Exercise requirements: Return exactly the lines below, starting with the one that has "let merged = if path.exists()" and going on through the one that has "live input ─────────────────────────────────────────".

Material provided:
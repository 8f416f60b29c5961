//! Settings loading with deep merge and environment variable overrides.
//!
//! Loading flow:
//! 1. Start with compiled [`RelaySettings::default()`]
//! 2. If the settings file exists, deep-merge user values over defaults
//! 3. Apply environment variable overrides (highest priority)
//! 4. Validate cross-field constraints
//!
//! Deep merge rules:
//! - Objects are merged recursively (source overrides target per-key)
//! - Arrays and primitives are replaced entirely by source
//! - Null values in source are skipped (preserving target)

use std::path::{Path, PathBuf};

use serde_json::Value;
use tracing::{debug, warn};

use crate::errors::Result;
use crate::types::{RelaySettings, StreamErrorPolicy};

/// Env var that redirects the settings file.
pub const SETTINGS_PATH_ENV: &str = "RELAY_SETTINGS_PATH";

/// Resolve the settings file path.
///
/// `RELAY_SETTINGS_PATH` wins; otherwise `~/.relay/settings.json`.
pub fn settings_path() -> PathBuf {
    if let Some(path) = read_env_string(SETTINGS_PATH_ENV) {
        return PathBuf::from(path);
    }
    let home = std::env::var("HOME").unwrap_or_else(|_| "/tmp".to_string());
    PathBuf::from(home).join(".relay").join("settings.json")
}

/// Load settings from the default path with env var overrides.
pub fn load_settings() -> Result<RelaySettings> {
    load_settings_from_path(&settings_path())
}

/// Load settings from a specific path with env var overrides.
///
/// A missing file yields defaults; invalid JSON is an error.
pub fn load_settings_from_path(path: &Path) -> Result<RelaySettings> {
    let mut settings = load_file_layer(path)?;
    apply_env_overrides(&mut settings);
    settings.validate()?;
    Ok(settings)
}

fn load_file_layer(path: &Path) -> Result<RelaySettings> {
    let defaults = serde_json::to_value(RelaySettings::default())?;

    let merged = if path.exists() {
        debug!(?path, "loading settings from file");
        let content = std::fs::read_to_string(path)?;
        let user: Value = serde_json::from_str(&content)?;
        deep_merge(defaults, user)
    } else {
        debug!(?path, "settings file not found, using defaults");
        defaults
    };

    Ok(serde_json::from_value(merged)?)
}

/// Recursive deep merge of two JSON values.
pub fn deep_merge(target: Value, source: Value) -> Value {
    match (target, source) {
        (Value::Object(mut target_map), Value::Object(source_map)) => {
            for (key, source_val) in source_map {
                if source_val.is_null() {
                    continue;
                }
                let merged = if let Some(target_val) = target_map.remove(&key) {
                    deep_merge(target_val, source_val)
                } else {
                    source_val
                };
                let _ = target_map.insert(key, merged);
            }
            Value::Object(target_map)
        }
        (_, source) => source,
    }
}

/// Apply overrides from the process environment.
pub fn apply_env_overrides(settings: &mut RelaySettings) {
    apply_overrides_from(settings, |name| std::env::var(name).ok());
}

/// Apply overrides from an arbitrary variable source.
///
/// Invalid values are ignored with a warning and leave the file/default
/// value in place. Empty strings count as unset.
pub fn apply_overrides_from<F>(settings: &mut RelaySettings, lookup: F)
where
    F: Fn(&str) -> Option<String>,
{
    let get = |name: &str| lookup(name).filter(|v| !v.is_empty());

    // ── Stream / live input ─────────────────────────────────────────
    if let Some(v) = get("RELAY_STREAM_ERROR_POLICY") {
        match v.parse::<StreamErrorPolicy>() {
            Ok(policy) => settings.stream.error_policy = policy,
            Err(_) => warn!(key = "RELAY_STREAM_ERROR_POLICY", value = %v, "invalid stream error policy, ignoring"),
        }
    }
    if let Some(v) = get("RELAY_DISABLE_LIVE_INPUT_CHECK") {
        match parse_bool(&v) {
            Some(disabled) => settings.live_input.check_enabled = !disabled,
            None => warn!(key = "RELAY_DISABLE_LIVE_INPUT_CHECK", value = %v, "invalid boolean env var, ignoring"),
        }
    }

    // ── Retry ───────────────────────────────────────────────────────
    let u64_var = |name: &str, min: u64, max: u64| {
        get(name).and_then(|v| checked_u64(name, &v, min, max))
    };
    if let Some(ms) = u64_var("RELAY_RETRY_BASE_DELAY_MS", 0, 600_000) {
        settings.retry.base_delay_ms = ms;
    }
    if let Some(ms) = u64_var("RELAY_RETRY_MAX_DELAY_MS", 0, 3_600_000) {
        settings.retry.max_delay_ms = ms;
    }
    if let Some(n) = u64_var("RELAY_DEFAULT_MAX_RETRIES", 0, 100) {
        settings.retry.default_max_retries = u32::try_from(n).unwrap_or(0);
    }

    // ── Provider keys ───────────────────────────────────────────────
    if let Some(v) = get("ANTHROPIC_API_KEY") {
        settings.providers.anthropic.api_key = Some(v);
    }
    if let Some(v) = get("OPENAI_API_KEY") {
        settings.providers.openai.api_key = Some(v);
    }
    if let Some(v) = get("OPENROUTER_API_KEY") {
        settings.providers.openrouter.endpoint.api_key = Some(v);
    }
    if let Some(v) = get("GEMINI_API_KEY") {
        settings.providers.google.api_key = Some(v);
    }

    // ── Logging ─────────────────────────────────────────────────────
    if let Some(v) = get("RELAY_LOG_LEVEL") {
        settings.logging.level = v;
    }
}

// ── Pure parsing functions ──────────────────────────────────────────────────

/// Parse a string as a boolean.
///
/// Accepts (case-insensitive): `true`/`1`/`yes`/`on` or `false`/`0`/`no`/`off`.
pub fn parse_bool(val: &str) -> Option<bool> {
    match val.trim().to_lowercase().as_str() {
        "true" | "1" | "yes" | "on" => Some(true),
        "false" | "0" | "no" | "off" => Some(false),
        _ => None,
    }
}

/// Parse a string as a `u64` within an inclusive range.
pub fn parse_u64_range(val: &str, min: u64, max: u64) -> Option<u64> {
    let n: u64 = val.trim().parse().ok()?;
    (n >= min && n <= max).then_some(n)
}

fn checked_u64(name: &str, val: &str, min: u64, max: u64) -> Option<u64> {
    let result = parse_u64_range(val, min, max);
    if result.is_none() {
        warn!(key = name, value = %val, "invalid integer env var, ignoring");
    }
    result
}

fn read_env_string(name: &str) -> Option<String> {
    std::env::var(name).ok().filter(|v| !v.is_empty())
}

// ─────────────────────────────────────────────────────────────────────────────
// Tests
// ─────────────────────────────────────────────────────────────────────────────
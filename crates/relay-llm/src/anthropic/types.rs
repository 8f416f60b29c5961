//! Anthropic Messages API wire types.
//!
//! Request types serialize to the `POST /v1/messages` body. SSE event types
//! mirror the raw JSON of the streaming response; event and delta types the
//! engine does not use deserialize into catch-all variants so a new event
//! type never fails a stream.

use serde::{Deserialize, Serialize};

/// API version header value.
pub const API_VERSION: &str = "2023-06-01";

/// Output budget used when the caller sets none.
pub const DEFAULT_MAX_TOKENS: u32 = 4096;

/// Connection settings for one Anthropic adapter.
#[derive(Clone)]
pub struct AnthropicConfig {
    /// API key sent as `x-api-key`.
    pub api_key: String,
    /// Base URL without a trailing slash.
    pub base_url: String,
    /// Attribution scope sent as `metadata.user_id`.
    pub user_id: Option<String>,
}

impl std::fmt::Debug for AnthropicConfig {
    fn fmt(&self, f: &mut std::fmt::Formatter<'_>) -> std::fmt::Result {
        f.debug_struct("AnthropicConfig")
            .field("api_key", &"<redacted>")
            .field("base_url", &self.base_url)
            .field("user_id", &self.user_id)
            .finish()
    }
}

// ─────────────────────────────────────────────────────────────────────────────
// Request
// ─────────────────────────────────────────────────────────────────────────────

/// Request body.
#[derive(Clone, Debug, Serialize)]
pub struct AnthropicRequest {
    /// Model id.
    pub model: String,
    /// Output budget.
    pub max_tokens: u32,
    /// Conversation without system messages.
    pub messages: Vec<AnthropicMessageParam>,
    /// Joined system prompt.
    #[serde(skip_serializing_if = "Option::is_none")]
    pub system: Option<String>,
    /// Always true.
    pub stream: bool,
    /// Sampling temperature.
    #[serde(skip_serializing_if = "Option::is_none")]
    pub temperature: Option<f64>,
    /// Stop sequences.
    #[serde(skip_serializing_if = "Option::is_none")]
    pub stop_sequences: Option<Vec<String>>,
    /// Usage attribution.
    #[serde(skip_serializing_if = "Option::is_none")]
    pub metadata: Option<AnthropicMetadata>,
}

/// One conversation turn.
#[derive(Clone, Debug, Serialize)]
pub struct AnthropicMessageParam {
    /// `user` or `assistant`.
    pub role: &'static str,
    /// Plain-text content.
    pub content: String,
}

/// Request metadata.
#[derive(Clone, Debug, Serialize)]
pub struct AnthropicMetadata {
    /// Opaque end-user id for abuse tracking and attribution.
    pub user_id: String,
}

// ─────────────────────────────────────────────────────────────────────────────
// SSE events
// ─────────────────────────────────────────────────────────────────────────────

/// One `data:` payload from the streaming response.
#[derive(Clone, Debug, Deserialize)]
#[serde(tag = "type", rename_all = "snake_case")]
pub enum AnthropicSseEvent {
    /// First event; carries prompt usage.
    MessageStart {
        /// Message envelope.
        message: SseMessage,
    },
    /// Incremental content.
    ContentBlockDelta {
        /// Block index.
        #[serde(default)]
        index: usize,
        /// The delta.
        delta: SseDelta,
    },
    /// Message-level update; carries cumulative output usage.
    MessageDelta {
        /// Usage update.
        #[serde(default)]
        usage: Option<SseUsage>,
    },
    /// Error reported inside the stream.
    Error {
        /// Error details.
        error: SseError,
    },
    /// `content_block_start`, `content_block_stop`, `message_stop`, `ping`
    /// and anything newer.
    #[serde(other)]
    Other,
}

/// Message object in `message_start`.
#[derive(Clone, Debug, Deserialize)]
pub struct SseMessage {
    /// Usage at stream start.
    #[serde(default)]
    pub usage: SseUsage,
}

/// Usage counters. Every field is optional on the wire.
#[derive(Clone, Debug, Default, Deserialize)]
#[serde(default)]
pub struct SseUsage {
    /// Non-cached input tokens.
    pub input_tokens: Option<u64>,
    /// Output tokens so far.
    pub output_tokens: Option<u64>,
    /// Tokens written to cache.
    pub cache_creation_input_tokens: Option<u64>,
    /// Tokens read from cache.
    pub cache_read_input_tokens: Option<u64>,
}

/// Delta payload.
#[derive(Clone, Debug, Deserialize)]
#[serde(tag = "type", rename_all = "snake_case")]
pub enum SseDelta {
    /// Response text.
    TextDelta {
        /// Fragment.
        text: String,
    },
    /// Extended thinking.
    ThinkingDelta {
        /// Fragment.
        thinking: String,
    },
    /// Signatures, tool input JSON and anything newer.
    #[serde(other)]
    Other,
}

/// Error object in an `error` event.
#[derive(Clone, Debug, Deserialize)]
pub struct SseError {
    /// Error type, e.g. `overloaded_error`.
    #[serde(rename = "type", default)]
    pub error_type: String,
    /// Human-readable message.
    #[serde(default)]
    pub message: String,
}

// ─────────────────────────────────────────────────────────────────────────────
// Tests
// ─────────────────────────────────────────────────────────────────────────────
use std::collections::HashMap;

use crate::collection::Collection;
use crate::document::Document;
use crate::error::{Error, Result};
use crate::pipeline::{evaluate, Pipeline};

/// Named collections, used to resolve `$lookup`'s foreign collection.
/// Read-only for the duration of a pipeline's evaluation.
#[derive(Debug, Clone, Default)]
pub struct Catalog {
    collections: HashMap<String, Collection>,
}

impl Catalog {
    pub fn new() -> Self {
        Self::default()
    }

    pub fn insert(&mut self, name: impl Into<String>, collection: Collection) {
        self.collections.insert(name.into(), collection);
    }

    pub fn get(&self, name: &str) -> Option<&Collection> {
        self.collections.get(name)
    }

    pub fn names(&self) -> Vec<String> {
        self.collections.keys().cloned().collect()
    }

    /// Run a pipeline against a named collection.
    pub fn aggregate(&self, name: &str, pipeline: &Pipeline) -> Result<Vec<Document>> {
        let source = self
            .get(name)
            .ok_or_else(|| Error::Stage(format!("unknown collection: {}", name)))?;
        evaluate(source, pipeline, self)
    }
}

#[cfg(test)]
mod tests {
    use super::*;
    use serde_json::json;

    #[test]
    fn aggregate_on_named_collection() {
        let mut catalog = Catalog::new();
        catalog.insert(
            "users",
            Collection::from_json(&json!([{"active": true}, {"active": false}])).unwrap(),
        );
        let pipeline = Pipeline::parse(&json!([
            {"$match": {"active": true}},
            {"$count": "total"}
        ]))
        .unwrap();

        let result = catalog.aggregate("users", &pipeline).unwrap();
        assert_eq!(result[0].to_json(), json!({"total": 1}));
    }

    #[test]
    fn aggregate_unknown_collection_is_stage_error() {
        let catalog = Catalog::new();
        let pipeline = Pipeline::parse(&json!([])).unwrap();
        let err = catalog.aggregate("nope", &pipeline).unwrap_err();
        assert!(matches!(err, Error::Stage(_)));
    }
}
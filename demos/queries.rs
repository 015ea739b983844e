//! Walkthrough of the analytical queries docpipe was built for: counts,
//! averages, rankings and joins over `users` and `books` collections.
//!
//! Run with: cargo run --example queries

use serde_json::{Value as JsonValue, json};

use docpipe::{Catalog, Collection, Pipeline, Result};

fn show(catalog: &Catalog, title: &str, collection: &str, pipeline: JsonValue) -> Result<()> {
    let pipeline = Pipeline::parse(&pipeline)?;
    let result = catalog.aggregate(collection, &pipeline)?;
    println!("== {}", title);
    for doc in &result {
        println!("{}", serde_json::to_string(&doc.to_json())?);
    }
    println!();
    Ok(())
}

fn main() -> Result<()> {
    let mut catalog = Catalog::new();
    catalog.insert(
        "users",
        Collection::from_json(&json!([
            {
                "name": "Aurelia Gonzales",
                "age": 20,
                "gender": "female",
                "favoriteFruit": "banana",
                "isActive": false,
                "tags": ["enim", "id", "velit", "ad", "consequat"],
                "registered": "2015-02-11T04:22:39Z",
                "company": {"title": "YURTURE", "phone": "+1 (940) 501-3963",
                            "location": {"country": "USA"}}
            },
            {
                "name": "Kitty Snow",
                "age": 38,
                "gender": "female",
                "favoriteFruit": "apple",
                "isActive": true,
                "tags": ["enim", "culpa"],
                "registered": "2018-01-23T04:03:51Z",
                "company": {"title": "DIGITALUS", "phone": "+1 (949) 568-3470",
                            "location": {"country": "Germany"}}
            },
            {
                "name": "Hays Wise",
                "age": 27,
                "gender": "male",
                "favoriteFruit": "strawberry",
                "isActive": false,
                "tags": ["velit", "ad"],
                "registered": "2015-04-30T10:22:42Z",
                "company": {"title": "EXIAND", "phone": "+1 (986) 580-3562",
                            "location": {"country": "USA"}}
            },
            {
                "name": "Pace Barton",
                "age": 25,
                "gender": "male",
                "favoriteFruit": "banana",
                "isActive": true,
                "registered": "2016-04-21T07:42:15Z",
                "company": {"title": "QUILK", "phone": "+1 (940) 577-2362",
                            "location": {"country": "USA"}}
            }
        ]))?,
    );
    catalog.insert(
        "books",
        Collection::from_json(&json!([
            {"_id": 1, "title": "The Great Gatsby", "author_id": 100},
            {"_id": 2, "title": "1984", "author_id": 101}
        ]))?,
    );
    catalog.insert(
        "authors",
        Collection::from_json(&json!([
            {"_id": 100, "name": "F. Scott Fitzgerald"},
            {"_id": 101, "name": "George Orwell"}
        ]))?,
    );

    show(
        &catalog,
        "Number of active users",
        "users",
        json!([
            {"$match": {"isActive": true}},
            {"$count": "activeUsers"}
        ]),
    )?;

    show(
        &catalog,
        "Average age by gender",
        "users",
        json!([
            {"$group": {"_id": "$gender", "averageAge": {"$avg": "$age"}}}
        ]),
    )?;

    show(
        &catalog,
        "Top 2 favorite fruits",
        "users",
        json!([
            {"$group": {"_id": "$favoriteFruit", "count": {"$sum": 1}}},
            {"$sort": {"count": -1}},
            {"$limit": 2}
        ]),
    )?;

    show(
        &catalog,
        "Countries ranked by user count",
        "users",
        json!([
            {"$group": {"_id": "$company.location.country", "userCount": {"$sum": 1}}},
            {"$sort": {"userCount": -1}}
        ]),
    )?;

    show(
        &catalog,
        "Average number of tags per user",
        "users",
        json!([
            {"$addFields": {"numberOfTags": {"$size": {"$ifNull": ["$tags", []]}}}},
            {"$group": {"_id": null, "averageNumOfTags": {"$avg": "$numberOfTags"}}}
        ]),
    )?;

    show(
        &catalog,
        "Inactive users tagged 'velit'",
        "users",
        json!([
            {"$match": {"isActive": false, "tags": "velit"}},
            {"$project": {"name": 1, "age": 1}}
        ]),
    )?;

    show(
        &catalog,
        "Users with a +1 (940) phone number",
        "users",
        json!([
            {"$match": {"company.phone": {"$regex": r"^\+1 \(940\)"}}},
            {"$count": "usersWithSpecialPhoneNumber"}
        ]),
    )?;

    show(
        &catalog,
        "Users grouped by favorite fruit",
        "users",
        json!([
            {"$group": {"_id": "$favoriteFruit", "users": {"$push": "$name"}}}
        ]),
    )?;

    show(
        &catalog,
        "Books with author details",
        "books",
        json!([
            {"$lookup": {
                "from": "authors",
                "localField": "author_id",
                "foreignField": "_id",
                "as": "author_details"
            }},
            {"$addFields": {"author_details": {"$first": "$author_details"}}}
        ]),
    )?;

    Ok(())
}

Solution to this exercise:
    let merged = if path.exists() {
        debug!(?path, "loading settings from file");
        let content = std::fs::read_to_string(path)?;
        let user: Value = serde_json::from_str(&content)?;
        deep_merge(defaults, user)
    } else {
        debug!(?path, "settings file not found, using defaults");
        defaults
    };

    Ok(serde_json::from_value(merged)?)
}

/// Recursive deep merge of two JSON values.
pub fn deep_merge(target: Value, source: Value) -> Value {
    match (target, source) {
        (Value::Object(mut target_map), Value::Object(source_map)) => {
            for (key, source_val) in source_map {
                if source_val.is_null() {
                    continue;
                }
                let merged = if let Some(target_val) = target_map.remove(&key) {
                    deep_merge(target_val, source_val)
                } else {
                    source_val
                };
                let _ = target_map.insert(key, merged);
            }
            Value::Object(target_map)
        }
        (_, source) => source,
    }
}

/// Apply overrides from the process environment.
pub fn apply_env_overrides(settings: &mut RelaySettings) {
    apply_overrides_from(settings, |name| std::env::var(name).ok());
}

/// Apply overrides from an arbitrary variable source.
///
/// Invalid values are ignored with a warning and leave the file/default
/// value in place. Empty strings count as unset.
pub fn apply_overrides_from<F>(settings: &mut RelaySettings, lookup: F)
where
    F: Fn(&str) -> Option<String>,
{
    let get = |name: &str| lookup(name).filter(|v| !v.is_empty());

    // ── Stream / live input ─────────────────────────────────────────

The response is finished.